The spatial and temporal control of TH signaling during brain development is tightly regulated by changes in expression of TRs, deiodinases, and TH transporters (Chatonnet et al., 2011; Peeters et al., 2013). DIO3 is highly expressed in neurogenic regions of the tadpole midbrain (Morvan Dubois et al., 2006) and at early stages of mammalian brain development (Chatonnet et al., 2011). Furthermore, DIO3 expression is homeostatically regulated by T₃, such that high T₃ increases DIO3 expression, which effectively decreases local T₃ levels (Chatonnet et al., 2011). We show that TH acts locally in the midbrain to increase tectal NPC proliferation, neuronal differentiation, and dendritic arbor elaboration. T₃CO injected into the midbrain ventricle increased proliferation locally but did not affect the eye, and vice versa. Moreover, electroporating DIO3 morpholinos into the tectum increased tectal cell proliferation. Conversely, the goitrogen MMI reduced tectal cell proliferation by decreasing circulating T₄. Our observation that tectal DIO3 knockdown reverses the effects of 5 d MMI treatment indicates that local DIO3 knockdown increased tectal T₃ levels sufficiently to affect NPC fate, despite systemic MMI-dependent decreased T₄ levels. This combination of treatments demonstrates the potency of DIO3 in regulating local TH signaling. By contrast, stage 41 tadpoles (2–3 d younger than tadpoles our experiments) treated with TH do not exhibit increased neural cell proliferation, even though chemically blocking TH signaling at these stages decreased proliferation (Fini et al., 2012). These experiments emphasize the dynamic regulation of TH signaling in the brain. High DIO3 expression during embryonic and premetamorphic tadpole stages (Morvan Dubois et al., 2006; Tindall et al., 2007) indicates that TH signaling is tempered during early brain development, as previously noted in mammalian development (Chatonnet et al., 2011). These results indicate that homeostatic control of local T₃ action within the optic tectum normally maintains tectal cell neurogenesis within certain tolerances. Although DIO3 expression is regulated by T₃ levels (Mann and Holt, 2001; Chatonnet et al., 2011), the identity of feedback signals that trigger homeostatic control of cell proliferation remains an important open question.
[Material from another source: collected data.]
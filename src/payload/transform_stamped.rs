//! Pose payload builder (`geometry_msgs/msg/TransformStamped`).
//!
//! Publishes the camera pose as the odom -> base_link transform.

use super::Header;
use crate::throttle::RosStamp;
use crate::transform::{emitted_orientation, TargetPose};
use serde::Serialize;

#[derive(Debug, Clone, Serialize)]
pub struct Vector3Msg {
    pub x: f64,
    pub y: f64,
    pub z: f64,
}

/// Quaternion in ROS field order (x, y, z, w).
#[derive(Debug, Clone, Serialize)]
pub struct QuaternionMsg {
    pub x: f64,
    pub y: f64,
    pub z: f64,
    pub w: f64,
}

#[derive(Debug, Clone, Serialize)]
pub struct TransformField {
    pub translation: Vector3Msg,
    pub rotation: QuaternionMsg,
}

/// TransformStamped message body.
#[derive(Debug, Clone, Serialize)]
pub struct TransformMsg {
    pub header: Header,
    pub child_frame_id: String,
    pub transform: TransformField,
}

/// Accumulated pose for the transform topic.
#[derive(Debug, Default)]
pub struct TransformStampedPayload {
    pose: TargetPose,
}

impl TransformStampedPayload {
    pub fn new() -> Self {
        Self::default()
    }

    pub fn update(&mut self, pose: TargetPose) {
        self.pose = pose;
    }

    pub fn build(&self, stamp: RosStamp) -> TransformMsg {
        let q = emitted_orientation(&self.pose.orientation);
        TransformMsg {
            header: Header {
                stamp,
                frame_id: "odom".to_string(),
            },
            child_frame_id: "base_link".to_string(),
            transform: TransformField {
                translation: Vector3Msg {
                    x: self.pose.translation.x,
                    y: self.pose.translation.y,
                    z: self.pose.translation.z,
                },
                rotation: QuaternionMsg {
                    x: q.x,
                    y: q.y,
                    z: q.z,
                    w: q.w,
                },
            },
        }
    }
}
In conclusion, we demonstrated that local TH signaling affects brain development at tadpole stages when animals must establish neural circuits necessary to forage for food and avoid predators. Using spatial and temporal control over TH signaling components, including targeted delivery of DIO3 morpholinos to the tectum and local delivery of T₃ in coconut oil, combined with time-lapse in vivo imaging to identify distinct responses to T₃ in NPCs and neurons over the T₃ exposure time, we show that TH signaling regulates neural cell proliferation and differentiation and, separately, that T₃ induces a large-scale increase in structural complexity in neuronal dendritic arbors that had already reached a growth plateau. These data indicate that local exposure of the optic tectum to T₃ mediates distinct effects in target cells at different points in the life of NPCs and neurons.